No matter what your legal issue may be, it is always best to seek legal help early in the process. An attorney can help secure what is likely to be the best possible outcome for your situation and avoid both unnecessary complications or errors.

Tips on Approaching an Initial Attorney Consultation

  • Use the consultation as a means of gaining a better understanding of your legal situation.
  • Ask the attorney how many cases similar to yours he/she has handled. An attorney’s experience and knowledge can speak to their expertise (or lack of) in addressing your situation.
  • Your attorney should be able to articulate roughly how long a case like yours will take to resolve and what sort of procedures to expect.
  • Determine how comfortable you are working with the lawyer and/or law firm.

Tips on Hiring an Experienced Lawyer with Wills Cases

The more experienced a lawyer is in legal practice, the more likely he/she will be able to bring about a successful resolution to your issue. Since experience matters, lawyers who’ve been practicing law for many years (with a successful track record) tend to be in high demand. You should look for information about a lawyer’s experience and ask questions during the initial meeting. It’s a very good idea to ask the lawyer how many years he/she has been practicing law and the expected outcome of your case.
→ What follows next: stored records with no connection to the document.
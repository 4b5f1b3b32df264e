//! Global keyboard shortcuts
//!
//! Listeners are registered through [`ShortcutRegistry::subscribe`] and stay
//! active for as long as the returned [`Subscription`] is alive.

use std::cell::RefCell;
use std::rc::{Rc, Weak};

use crossterm::event::{KeyCode, KeyEvent, KeyEventKind, KeyModifiers};

/// A modifier + character combination
#[derive(Debug, Clone, Copy, PartialEq, Eq)]
pub struct KeyCombo {
    pub modifiers: KeyModifiers,
    pub key: char,
}

impl KeyCombo {
    pub const fn alt(key: char) -> Self {
        Self {
            modifiers: KeyModifiers::ALT,
            key,
        }
    }

    /// The required modifier must be held and the character must match exactly.
    pub fn matches(&self, event: &KeyEvent) -> bool {
        if event.kind == KeyEventKind::Release {
            return false;
        }
        matches!(event.code, KeyCode::Char(c) if c == self.key)
            && event.modifiers.contains(self.modifiers)
    }

    pub fn label(&self) -> String {
        let mut label = String::new();
        if self.modifiers.contains(KeyModifiers::CONTROL) {
            label.push_str("Ctrl+");
        }
        if self.modifiers.contains(KeyModifiers::ALT) {
            label.push_str("Alt+");
        }
        label.push(self.key.to_ascii_uppercase());
        label
    }
}

/// Alt+Q cycles the theme
pub const THEME_CYCLE_COMBO: KeyCombo = KeyCombo::alt('q');

/// What a shortcut asks the shell to do
#[derive(Debug, Clone, Copy, PartialEq, Eq)]
pub enum ShortcutAction {
    CycleTheme,
}

#[derive(Debug, Default)]
struct Listeners {
    next_id: u64,
    entries: Vec<(u64, KeyCombo, ShortcutAction)>,
}

/// Registry of active shortcut listeners
#[derive(Debug, Clone, Default)]
pub struct ShortcutRegistry {
    inner: Rc<RefCell<Listeners>>,
}

impl ShortcutRegistry {
    pub fn new() -> Self {
        Self::default()
    }

    /// Install a listener. It is removed when the returned subscription drops.
    #[must_use = "dropping the subscription removes the listener immediately"]
    pub fn subscribe(&self, combo: KeyCombo, action: ShortcutAction) -> Subscription {
        let mut listeners = self.inner.borrow_mut();
        let id = listeners.next_id;
        listeners.next_id += 1;
        listeners.entries.push((id, combo, action));
        tracing::debug!(combo = %combo.label(), ?action, "shortcut installed");

        Subscription {
            id,
            registry: Rc::downgrade(&self.inner),
        }
    }

    /// Find the action bound to a key event, if any listener matches.
    pub fn dispatch(&self, event: &KeyEvent) -> Option<ShortcutAction> {
        self.inner
            .borrow()
            .entries
            .iter()
            .find(|(_, combo, _)| combo.matches(event))
            .map(|(_, _, action)| *action)
    }

    pub fn listener_count(&self) -> usize {
        self.inner.borrow().entries.len()
    }
}

/// Scoped listener registration
#[derive(Debug)]
pub struct Subscription {
    id: u64,
    registry: Weak<RefCell<Listeners>>,
}

impl Drop for Subscription {
    fn drop(&mut self) {
        if let Some(inner) = self.registry.upgrade() {
            inner.borrow_mut().entries.retain(|(id, _, _)| *id != self.id);
            tracing::debug!(id = self.id, "shortcut removed");
        }
    }
}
Common legal terms explained

Pro se – This Latin term refers to representing yourself in court instead of hiring professional legal counsel. Pro se representation can occur in either criminal or civil cases.
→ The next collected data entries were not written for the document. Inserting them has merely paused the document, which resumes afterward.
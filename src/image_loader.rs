//! Image loading utilities
//!
//! Reads user-selected files and decodes them for display.

use anyhow::{Context, Result};
use image::DynamicImage;
use std::path::Path;

/// Read the raw bytes of a selected file
pub fn read_file(path: &Path) -> Result<Vec<u8>> {
    std::fs::read(path).with_context(|| format!("Failed to read file: {:?}", path))
}

/// Decode an image from bytes
///
/// Supports PNG, JPEG, GIF, and WebP formats.
pub fn decode_image(bytes: &[u8]) -> Result<DynamicImage> {
    let img = image::load_from_memory(bytes).context("Failed to decode image from memory")?;
    Ok(img)
}

#[cfg(test)]
pub(crate) mod tests {
    use super::*;

    /// Minimal valid PNG (1x1 pixel)
    pub(crate) const PNG_1X1: [u8; 69] = [
        0x89, 0x50, 0x4E, 0x47, 0x0D, 0x0A, 0x1A, 0x0A, // PNG signature
        0x00, 0x00, 0x00, 0x0D, 0x49, 0x48, 0x44, 0x52, // IHDR chunk
        0x00, 0x00, 0x00, 0x01, 0x00, 0x00, 0x00, 0x01, // 1x1
        0x08, 0x02, 0x00, 0x00, 0x00, 0x90, 0x77, 0x53, // 8-bit RGB
        0xDE, 0x00, 0x00, 0x00, 0x0C, 0x49, 0x44, 0x41, // IDAT chunk
        0x54, 0x08, 0xD7, 0x63, 0xF8, 0xFF, 0xFF, 0xFF, // data
        0x00, 0x05, 0xFE, 0x02, 0xFE, 0xDC, 0xCC, 0x59, // checksum
        0xE7, 0x00, 0x00, 0x00, 0x00, 0x49, 0x45, 0x4E, // IEND chunk
        0x44, 0xAE, 0x42, 0x60, 0x82,
    ];

    #[test]
    fn test_decode_png() {
        let img = decode_image(&PNG_1X1).unwrap();
        assert_eq!((img.width(), img.height()), (1, 1));
    }

    #[test]
    fn test_decode_garbage_fails() {
        assert!(decode_image(b"definitely not an image").is_err());
    }

    #[test]
    fn test_read_missing_file() {
        let err = read_file(Path::new("/nonexistent/shirt.png")).unwrap_err();
        assert!(err.to_string().contains("Failed to read file"));
    }
}
//! Operation selection by name, shared by validation and pool routing.

use async_graphql_parser::types::{DocumentOperations, ExecutableDocument, OperationDefinition};
use async_graphql_parser::Positioned;
use async_graphql_value::Name;

/// Pick the operation to execute. With a name, only a named operation with that
/// exact name matches. Without one, the document must contain exactly one
/// operation. Anything else is `None`; callers must not guess.
pub fn select_operation<'a>(
    document: &'a ExecutableDocument,
    operation_name: Option<&str>,
) -> Option<(Option<&'a Name>, &'a Positioned<OperationDefinition>)> {
    match (&document.operations, operation_name) {
        (DocumentOperations::Single(op), None) => Some((None, op)),
        (DocumentOperations::Single(_), Some(_)) => None,
        (DocumentOperations::Multiple(ops), Some(wanted)) => ops
            .iter()
            .find(|(name, _)| name.as_str() == wanted)
            .map(|(name, op)| (Some(name), op)),
        (DocumentOperations::Multiple(ops), None) if ops.len() == 1 => {
            ops.iter().next().map(|(name, op)| (Some(name), op))
        }
        (DocumentOperations::Multiple(_), None) => None,
    }
}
Statute – Refers to a law created by a legislative body. For example, the laws enacted by Congress are statutes.

Subject matter jurisdiction – Requirement that a particular court have authority to hear the claim based on the specific type of issue brought to the court. For example, the U.S. Bankruptcy Court only has subject matter jurisdiction over bankruptcy filings, therefore it does not have the authority to render binding judgment over other types of cases, such as divorce.